Outros pontos da ação civil pública incluem a reserva, no orçamento da União, de um percentual mínimo de recursos para as ações de acolhimento; a mobilização de ações diplomáticas para coibir a atuação dos coiotes; e melhorias no encaminhamento ao Sistema Nacional de Emprego (Sine).
:: Saiba quais são os dez pontos do MPT à Justiça do Trabalho:
1) Instituir serviço gratuito para prestar auxílio aos trabalhadores migrantes e, especialmente, assumir a gestão financeira e institucional dos abrigos sociais localizados no Acre. Garantir condições dignas, salubres e não degradantes enquanto permanecerem em situação de documentação e trânsito no Estado. Prazo de dez dias.
2) Garantir atendimento médico por profissionais especializados com conhecimento das doenças endêmicas das regiões de procedência dos trabalhadores. Prazo de cinco dias.
3) Assumir o transporte interestadual de trabalhadores migrantes, seja via força Aérea Brasileira (FAB) ou do fretamento de ônibus. Intenção é melhorar o acolhimento ao imigrante e evitar a superlotação nos abrigos do Acre. Prazo de cinco dias.
4) Assumir o serviço de encaminhamento para o trabalho, via Sistema Nacional de Emprego (Sine). MPT afirma que medida coibiria a contratação dos trabalhadores em "empregos de qualidade duvidosa", como os citados nas denúncias. Prazo de cinco dias.
5) Comprovar - em até 90 dias - que o acolhimento, documentação e inserção no mercado de trabalho já estão sob comando do governo federal.

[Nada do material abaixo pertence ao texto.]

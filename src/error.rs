//! Fatal error type for the translation pipeline.

use thiserror::Error;

/// A fatal translation error. Warnings never take this path; they are
/// reported through the diagnostic sink and translation continues.
#[derive(Debug, Error)]
pub enum TranslateError {
    /// A `$ref` does not resolve within the document.
    #[error("unresolved reference '{reference}'")]
    UnresolvedReference { reference: String },

    /// A reference chain exceeded the resolution depth guard, which only
    /// happens when non-schema components reference each other in a loop.
    #[error("reference cycle while resolving '{reference}'")]
    ReferenceCycle { reference: String },

    /// Two distinct OpenAPI entities mangle to the same identifier within
    /// one namespace.
    #[error("name collision in {namespace}: '{first}' and '{second}' both map to '{identifier}'")]
    NameCollision {
        namespace: String,
        identifier: String,
        first: String,
        second: String,
    },

    /// Two operations share an `operationId`.
    #[error("duplicate operationId '{id}'")]
    DuplicateOperationId { id: String },

    /// The document is structurally unusable (beyond the warn-and-skip
    /// cases).
    #[error("invalid document: {0}")]
    InvalidDocument(String),

    #[error("failed to parse document: {0}")]
    Yaml(#[from] serde_yaml::Error),

    #[error("failed to parse document: {0}")]
    Json(#[from] serde_json::Error),
}
//! OpenAPI document structs for serde deserialization.
//!
//! This module defines the read-only view of an OpenAPI 3.0/3.1 document
//! that the translators consume. Maps are `IndexMap` throughout: the
//! declaration order of properties, content entries, and `oneOf` children
//! is semantic (decode attempt order, content negotiation) and must
//! survive parsing.

use indexmap::IndexMap;
use serde::Deserialize;

use crate::error::TranslateError;

/// Root OpenAPI document.
#[derive(Debug, Deserialize)]
pub struct Document {
    /// Version tag, e.g. "3.0.3" or "3.1.0".
    pub openapi: String,
    pub info: Info,
    #[serde(default)]
    pub servers: Vec<Server>,
    #[serde(default)]
    pub paths: IndexMap<String, PathItem>,
    pub components: Option<Components>,
}

impl Document {
    /// Parse a document from a YAML string (also accepts JSON, which is a
    /// YAML subset).
    pub fn from_yaml(input: &str) -> Result<Self, TranslateError> {
        serde_yaml::from_str(input).map_err(TranslateError::from)
    }

    /// Parse a document from a JSON string.
    pub fn from_json(input: &str) -> Result<Self, TranslateError> {
        serde_json::from_str(input).map_err(TranslateError::from)
    }
}

/// Info block. Carried for fidelity; the generator only reads the title
/// for the file preamble.
#[derive(Debug, Clone, Deserialize)]
pub struct Info {
    pub title: String,
    pub version: String,
    #[serde(default)]
    pub description: Option<String>,
}

/// Server entry. The first server URL seeds the generated client's
/// default base URL.
#[derive(Debug, Clone, Deserialize)]
pub struct Server {
    pub url: String,
    #[serde(default)]
    pub description: Option<String>,
}

/// Components section: five reusable namespaces keyed by local name.
#[derive(Debug, Default, Deserialize)]
#[serde(rename_all = "camelCase")]
pub struct Components {
    #[serde(default)]
    pub schemas: IndexMap<String, Schema>,
    #[serde(default)]
    pub parameters: IndexMap<String, RefOr<Parameter>>,
    #[serde(default)]
    pub headers: IndexMap<String, RefOr<Header>>,
    #[serde(default)]
    pub responses: IndexMap<String, RefOr<Response>>,
    #[serde(default)]
    pub request_bodies: IndexMap<String, RefOr<RequestBody>>,
}

/// Either a `$ref` or an inline item. Every component position admits a
/// reference; schemas carry their `$ref` inline instead (see [`Schema`]).
#[derive(Debug, Clone, Deserialize)]
#[serde(untagged)]
pub enum RefOr<T> {
    Ref {
        #[serde(rename = "$ref")]
        reference: String,
    },
    Item(T),
}

/// A path item: one slot per HTTP method, plus path-level parameters
/// shared by all operations.
#[derive(Debug, Deserialize)]
pub struct PathItem {
    /// Path-item `$ref`. Unsupported: the generator warns and skips the
    /// whole path.
    #[serde(rename = "$ref")]
    pub reference: Option<String>,
    pub get: Option<Operation>,
    pub put: Option<Operation>,
    pub post: Option<Operation>,
    pub delete: Option<Operation>,
    pub options: Option<Operation>,
    pub head: Option<Operation>,
    pub patch: Option<Operation>,
    pub trace: Option<Operation>,
    #[serde(default)]
    pub parameters: Vec<RefOr<Parameter>>,
}

impl PathItem {
    /// Iterate the populated method slots in the fixed OpenAPI order.
    pub fn operations(&self) -> impl Iterator<Item = (HttpMethod, &Operation)> {
        [
            (HttpMethod::Get, self.get.as_ref()),
            (HttpMethod::Put, self.put.as_ref()),
            (HttpMethod::Post, self.post.as_ref()),
            (HttpMethod::Delete, self.delete.as_ref()),
            (HttpMethod::Options, self.options.as_ref()),
            (HttpMethod::Head, self.head.as_ref()),
            (HttpMethod::Patch, self.patch.as_ref()),
            (HttpMethod::Trace, self.trace.as_ref()),
        ]
        .into_iter()
        .filter_map(|(method, op)| op.map(|op| (method, op)))
    }
}

/// HTTP method.
#[derive(Debug, Clone, Copy, PartialEq, Eq)]
pub enum HttpMethod {
    Get,
    Put,
    Post,
    Delete,
    Options,
    Head,
    Patch,
    Trace,
}

impl HttpMethod {
    pub fn as_str(self) -> &'static str {
        match self {
            HttpMethod::Get => "GET",
            HttpMethod::Put => "PUT",
            HttpMethod::Post => "POST",
            HttpMethod::Delete => "DELETE",
            HttpMethod::Options => "OPTIONS",
            HttpMethod::Head => "HEAD",
            HttpMethod::Patch => "PATCH",
            HttpMethod::Trace => "TRACE",
        }
    }

    /// Lowercase form used when synthesizing operation names.
    pub fn as_lower_str(self) -> &'static str {
        match self {
            HttpMethod::Get => "get",
            HttpMethod::Put => "put",
            HttpMethod::Post => "post",
            HttpMethod::Delete => "delete",
            HttpMethod::Options => "options",
            HttpMethod::Head => "head",
            HttpMethod::Patch => "patch",
            HttpMethod::Trace => "trace",
        }
    }
}

/// An API operation.
#[derive(Debug, Deserialize)]
#[serde(rename_all = "camelCase")]
pub struct Operation {
    pub operation_id: Option<String>,
    pub summary: Option<String>,
    pub description: Option<String>,
    #[serde(default)]
    pub deprecated: bool,
    #[serde(default)]
    pub parameters: Vec<RefOr<Parameter>>,
    pub request_body: Option<RefOr<RequestBody>>,
    #[serde(default)]
    pub responses: IndexMap<String, RefOr<Response>>,
}

/// A path, query, header, or cookie parameter.
#[derive(Debug, Clone, Deserialize)]
pub struct Parameter {
    pub name: String,
    #[serde(rename = "in")]
    pub location: ParameterLocation,
    #[serde(default)]
    pub required: bool,
    #[serde(default)]
    pub deprecated: bool,
    pub schema: Option<Schema>,
    pub style: Option<ParameterStyle>,
    pub explode: Option<bool>,
}

impl Parameter {
    /// The style in effect, applying the OpenAPI defaults: `form` for
    /// query and cookie, `simple` for path and header.
    pub fn resolved_style(&self) -> ParameterStyle {
        self.style
            .unwrap_or_else(|| ParameterStyle::default_for(self.location))
    }

    /// The explode flag in effect: defaults to `true` for `form`, `false`
    /// for every other style.
    pub fn resolved_explode(&self) -> bool {
        self.explode
            .unwrap_or(self.resolved_style() == ParameterStyle::Form)
    }
}
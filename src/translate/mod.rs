//! The translation pipeline: OpenAPI constructs to Type-AST declarations.
//!
//! Four translators, leaves first:
//! - `schema`: any schema node to a declaration tree
//! - `content`: media types to body variants (including multipart)
//! - `params`: path/query/header/cookie parameters
//! - `operation`: per-operation `Input`/`Output` envelopes and the
//!   client/server serializer and deserializer blocks
//!
//! All OpenAPI corner cases are resolved here; the AST layer below is
//! purely structural.

pub mod content;
pub mod operation;
pub mod params;
pub mod schema;

/// Derives applied to generated data types.
pub(crate) fn data_derives() -> Vec<String> {
    ["Debug", "Clone", "PartialEq", "Serialize", "Deserialize"]
        .into_iter()
        .map(str::to_string)
        .collect()
}

/// Derives for generated types that never touch the wire (envelope
/// shells, header groups).
pub(crate) fn plain_derives() -> Vec<String> {
    ["Debug", "Clone", "PartialEq"]
        .into_iter()
        .map(str::to_string)
        .collect()
}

6) Destacar nas Leis Orçamentárias um percentual mínimo de recursos para as ações de acolhimento.
7) Realizar ações concretas para coibir o tráfico internacional de pessoas, mobilizando Polícia Federal e órgãos responsáveis pela cooperação jurídica internacional. Investigar e punir coiotes nas fronteiras brasileiras terrestres.
8) Mobilizar também os serviços diplomáticos para coibir o tráfico internacional de pessoas e a criação de novas rotas de entrada no país.
9) Indenizar a sociedade no valor de R$ 50 milhões por dano moral coletivo. Destino do dinheiro é a promoção de políticas públicas de acolhimento, a serem indicadas pelo MPT no decorrer da tramitação da ação civil.
10) Fixar - em caso de descumprimento - uma multa diária em R$ 100 mil por ponto desrespeitado.